Office: AD 250 | Office phone number: 216.397.4520
Laura Malee Greenwald (M.B.A.) manages the communication and marketing for the Cleveland Clinic Education Institute, which comprises 16 centers including the Lerner College of Medicine, Graduate Medical Education, and Executive Education.
In addition to teaching Medical Science Writing at John Carroll, she teaches a course on storytelling through Cleveland Clinic Academy. She is the author of “Eye of the Beholder: True Stories of People with Facial Deformities and Their Quest for Acceptance” (Kaplan Publishing, 2009) and writes a fashion blog, “Abby and Elle Upstairs Fashion,” with her daughter Jill in her spare time.
Denise Kadilak is an Information Architect with Blackbaud, Inc., headquartered in Charleston, South Carolina. In her 15 years with the company Denise’s responsibilities have ranged from that of a writer creating and maintaining thousands of pages of user-end documentation to technical-project lead investigating new tools, workflows, and best practices for a 22-member documentation team.
She has presented at several international professional conferences, including WritersUA and the Technical Communication Summit. Denise has also published several articles in the Society for Technical Communication magazine “Intercom” and is a book reviewer for the society’s “Technical Communication Journal.” She is a past president of the Northeast Ohio chapter of the Society For Technical Communication and currently volunteers on the chapter’s Website Committee.
He has been a professional writer and editor for 28 years. Before coming to Cleveland, he was managing editor of the “Washington Journalism Review” in Washington, D.C. He joined the “Plain Dealer” in 1989 as editor of its “Sunday” magazine.
Clint, who grew up in the Chicago area, has a B.A. in English from Boston College and is currently working towards an M.A. in English at John Carroll. He also studied film at the University of Southern California School of Cinema in Los Angeles. He has won several journalism awards, including Best Arts Reporter in Ohio from the Society of Professional Journalists.
He teaches Film Criticism in the Digital Age in the English department.

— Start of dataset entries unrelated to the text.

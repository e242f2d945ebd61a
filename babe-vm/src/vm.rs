//! The `Vm` instance: the singleton that owns the heap, the pools, the
//! class pool, and the thread scheduler, per the data model's "treat as
//! singletons owned by a VM instance; pass the instance explicitly" rule.
//!
//! Grounded on `exo-jvm/src/vm/mod.rs`'s `VM { gc: Arc<Mutex<VMGcState>> }`
//! shape (one struct holding every process-wide subsystem) but dropping its
//! `Arc<Mutex<_>>`/OS-thread plumbing: this scheduler is cooperative and
//! single-native-thread, so every field is a plain `RefCell`.

use std::cell::RefCell;
use std::path::PathBuf;
use std::rc::Rc;

use tracing::{debug, error, info, trace};

use crate::class::loader::Classpath;
use crate::class::{Clazz, ClazzRef, ClassPool};
use crate::error::{Result, VmError, VmFault};
use crate::heap::Heap;
use crate::native::NativeRegistry;
use crate::object::{Cell, Reference};
use crate::pool::{InternPool, UtfPool};
use crate::thread::Scheduler;

/// Boot-time configuration, built by `babe-bin`'s CLI layer and handed to
/// `Vm::boot` by value. No other configuration surface exists.
pub struct VmConfig {
    pub bootstrap_classpath: Vec<PathBuf>,
    pub user_classpath: Vec<PathBuf>,
    pub heap_size: usize,
    pub max_file_handles: usize,
    pub main_class: String,
    pub program_args: Vec<String>,
    pub debug: bool,
}

impl Default for VmConfig {
    fn default() -> Self {
        Self {
            bootstrap_classpath: Vec::new(),
            user_classpath: Vec::new(),
            heap_size: 16 * 1024 * 1024,
            max_file_handles: 64,
            main_class: String::new(),
            program_args: Vec::new(),
            debug: false,
        }
    }
}

/// The pre-cooked `OutOfMemoryError` instance: the allocator's sole means of
/// raising OOM without itself allocating.
pub struct PermanentRoots {
    pub out_of_memory: Reference,
    pub null_sentinel: Reference,
}

pub struct Vm {
    pub heap: RefCell<Heap>,
    pub class_pool: RefCell<ClassPool>,
    pub utf_pool: RefCell<UtfPool>,
    pub intern_pool: RefCell<InternPool>,
    pub bootstrap_classpath: Classpath,
    pub user_classpath: Classpath,
    pub natives: NativeRegistry,
    pub scheduler: RefCell<Scheduler>,
    pub permanent_roots: RefCell<Option<PermanentRoots>>,
    pub debug: bool,
}

impl Vm {
    /// Allocate the heap and the empty pools. The bootstrap core classes are
    /// not yet loaded; call `boot` to bring the VM to a runnable state.
    pub fn new(config: &VmConfig) -> std::result::Result<Self, VmFault> {
        let heap = Heap::new(config.heap_size)?;
        Ok(Self {
            heap: RefCell::new(heap),
            class_pool: RefCell::new(ClassPool::new()),
            utf_pool: RefCell::new(UtfPool::new()),
            intern_pool: RefCell::new(InternPool::new()),
            bootstrap_classpath: Classpath::new(config.bootstrap_classpath.clone()),
            user_classpath: Classpath::new(config.user_classpath.clone()),
            natives: NativeRegistry::with_builtins(),
            scheduler: RefCell::new(Scheduler::new()),
            permanent_roots: RefCell::new(None),
            debug: config.debug,
        })
    }

    /// §2 control flow: allocate the heap (done in `new`), bootstrap the
    /// pools (done in `new`), load the bootstrap core classes, construct the
    /// initial thread, and leave the VM ready for the interpreter to enter.
    pub fn boot(config: VmConfig) -> Result<Rc<Self>> {
        info!(heap_size = config.heap_size, "booting vm");
        let vm = Rc::new(Self::new(&config).map_err(|f| {
            error!(?f, "fatal error during pre-init allocation");
            VmError::Internal(format!("{f}"))
        })?);

        for name in BOOTSTRAP_CORE_CLASSES {
            trace!(class = name, "loading bootstrap core class");
            vm.resolve_class(Reference::NULL, name.as_bytes()).map_err(|e| {
                error!(class = name, error = %e, "unresolvable bootstrap class");
                VmError::Internal(format!("unresolvable bootstrap class {name}: {e}"))
            })?;
        }

        let out_of_memory = vm.allocate_permanent_error(b"java/lang/OutOfMemoryError")?;
        let null_sentinel = Reference::NULL;
        *vm.permanent_roots.borrow_mut() = Some(PermanentRoots { out_of_memory, null_sentinel });

        vm.scheduler.borrow_mut().spawn_main(vm.clone(), &config.main_class, &config.program_args)?;
        debug!("vm boot complete");
        Ok(vm)
    }

    /// Instantiate a throwable-shaped object ahead of time, for errors that
    /// must be raiseable without allocating (`OutOfMemoryError`).
    fn allocate_permanent_error(&self, class_name: &[u8]) -> Result<Reference> {
        let clazz = self.resolve_class(Reference::NULL, class_name)?;
        self.new_instance(&clazz)
    }

    /// `new`'s allocation half, shared by the interpreter's `new` opcode and
    /// the permanent-error bootstrap above. Zeroes all field cells per the
    /// object model.
    pub fn new_instance(&self, clazz: &ClazzRef) -> Result<Reference> {
        let Clazz::Instance(instance) = &**clazz else {
            return Err(VmError::Instantiation(String::from_utf8_lossy(clazz.name()).into_owned()));
        };
        let payload = crate::object::instance_payload_size(instance.instance_fields_count);
        let ptr = self
            .heap
            .borrow_mut()
            .calloc(payload, crate::heap::Kind::Instance)
            .ok_or(VmError::OutOfMemory)?;
        let header = crate::object::ObjectHeader { clazz: Cell::from_i32(clazz.header().id as i32) };
        // SAFETY: `ptr` was just allocated with room for an ObjectHeader
        // followed by `instance_fields_count` cells, per `instance_payload_size`.
        unsafe {
            let base = self.heap.borrow().payload_ptr(ptr) as *mut crate::object::ObjectHeader;
            base.write(header);
        }
        Ok(Reference(ptr))
    }

    /// Recover the clazz of a heap object from its header's clazz-id cell.
    pub fn clazz_of(&self, obj: Reference) -> Result<ClazzRef> {
        let id = unsafe {
            let base = self.heap.borrow().payload_ptr(obj.0) as *const crate::object::ObjectHeader;
            (*base).clazz.as_i32() as u32
        };
        self.class_pool.borrow().by_id(id).ok_or_else(|| VmError::Internal("dangling clazz id".into()))
    }

    pub fn intern_string(&self, content: &[u8]) -> Result<Reference> {
        if let Some(r) = self.intern_pool.borrow().lookup(content) {
            return Ok(r);
        }
        let clazz = self.resolve_class(Reference::NULL, b"java/lang/String")?;
        let r = self.new_instance(&clazz)?;
        self.intern_pool.borrow_mut().intern(content.to_vec(), r);
        Ok(r)
    }
}

const BOOTSTRAP_CORE_CLASSES: &[&str] = &[
    "java/lang/Object",
    "java/lang/Class",
    "java/lang/String",
    "java/lang/Throwable",
    "java/lang/Exception",
    "java/lang/RuntimeException",
    "java/lang/Error",
    "java/lang/OutOfMemoryError",
    "java/lang/StackOverflowError",
    "java/lang/NullPointerException",
    "java/lang/ArithmeticException",
    "java/lang/ArrayIndexOutOfBoundsException",
    "java/lang/ClassCastException",
    "java/lang/Thread",
    "java/lang/Cloneable",
    "java/io/Serializable",
];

Tom Pace, Ph.D., joined the JCU faculty in 2002 after completing his doctorate at Miami University of Ohio with a specialty in Composition and Rhetoric and Renaissance studies. He received his B.A. and M.A. from the University of Louisville. He teaches a variety of undergraduate and graduate courses: Composition and Rhetoric I and II, Advanced Writing, Studies in Rhetoric and Composition, Major British Writers, Major American Writers, Popular Film and American Culture, Professional Writing, and Rhetoric and Education in Renaissance Lyric. Pace also directs the English department’s Professional Writing major, and his research interests revolve around the history and theory of teaching writing and rhetoric, especially stylistics. He is the co-editor of “Refiguring Prose Style: Possibilities in Writing Pedagogy” (Utah University Press).